When my brother eventually reappeared months later, he was a different person. He had wild eyes and a suspicious gaze; he hallucinated, had turned violent. It took my mother nearly a decade to rehabilitate him. By then, I had faded into the margins. I was strong-willed, stubborn, impatient, quick on my feet. My mother believed that she could afford to look away from me while she focused on my brother’s pain, pain that had taken just a few moments of a skinhead’s life to cause but that we would spend the rest of our lives contending with. My brother (and I by extension) had horrified that skinhead. Our presence in school and around town terrorized him because, even though we had white skin just like he did, we also had Persian accents and wore clothes made in Turkey or Iran: flowered vests, neatly pressed shirts, shoes with beads or bells on them. We were not “quite white,” or we were too white, or not white in the right ways.
Until he had laid his hands on my brother, I considered, his was a nuanced, concealed racism.
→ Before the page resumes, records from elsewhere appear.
// Motion target and completion runtime for the Mantis robot
//
// Commands go out over zenoh to the robot's ROS2 bridge; joint feedback comes
// back on one topic and decides when a limb's motion is complete.

pub mod chassis;
pub mod config;
pub mod error;
pub mod executor;
pub mod feedback;
pub mod ik;
pub mod limb;
pub mod limbs;
pub mod limits;
pub mod messages;
pub mod monitor;
pub mod robot;
pub mod runtime;
pub mod target;
pub mod transport;

pub use config::RobotConfig;
pub use error::{MotionError, Result};
pub use ik::{IkError, IkSolver, Pose};
pub use limb::Limb;
pub use monitor::{MotionStatus, WaitReport};
pub use robot::{FeedbackSink, Robot};
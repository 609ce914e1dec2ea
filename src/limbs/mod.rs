// Per-limb controllers
//
// Thin borrowed views over a `Robot`: each one fixes the limb and offers the
// operations that make sense for it. All state stays in the robot core.

mod arm;
mod chassis;
pub mod gripper;
pub mod head;
pub mod waist;

pub use arm::{Arm, ArmJoint};
pub use chassis::Chassis;
pub use gripper::Gripper;
pub use head::Head;
pub use waist::Waist;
Difficult to prove until the moment he’d raised his fist but nonetheless palpable to those of us on the receiving end of its toxic waste. I know now how to recognize this grade of racism. I can feel the air pressure change. It’s a racism that persists, that leans into the stereotype that Iranians, whose history is intertwined with Russia, Turkey, Mongolia, Greece, the Arabian Peninsula, and elsewhere, are either too dark or not dark enough; our brand of whiteness, if we can even call it that, has nothing in common with the entitled whiteness of America. What this kind of racism claims, I considered, is an exclusive and proprietary right to whiteness; it considers whiteness as a privileged status that belongs to Europeans exclusively, and to their American descendants, who have flung themselves so far from the annals of history that they’ve deliberately repressed the truth of their own immigration, their own otherness. Whiteness, the skinhead taught my brother and me just weeks after we’d landed on US soil, is a performance the standards of which we failed to meet. We, with our near-white skin and our un-American manners, gestures, clothes, and gait, were tainting his whiteness, reducing its stock value, lowering the profitability of his biggest asset.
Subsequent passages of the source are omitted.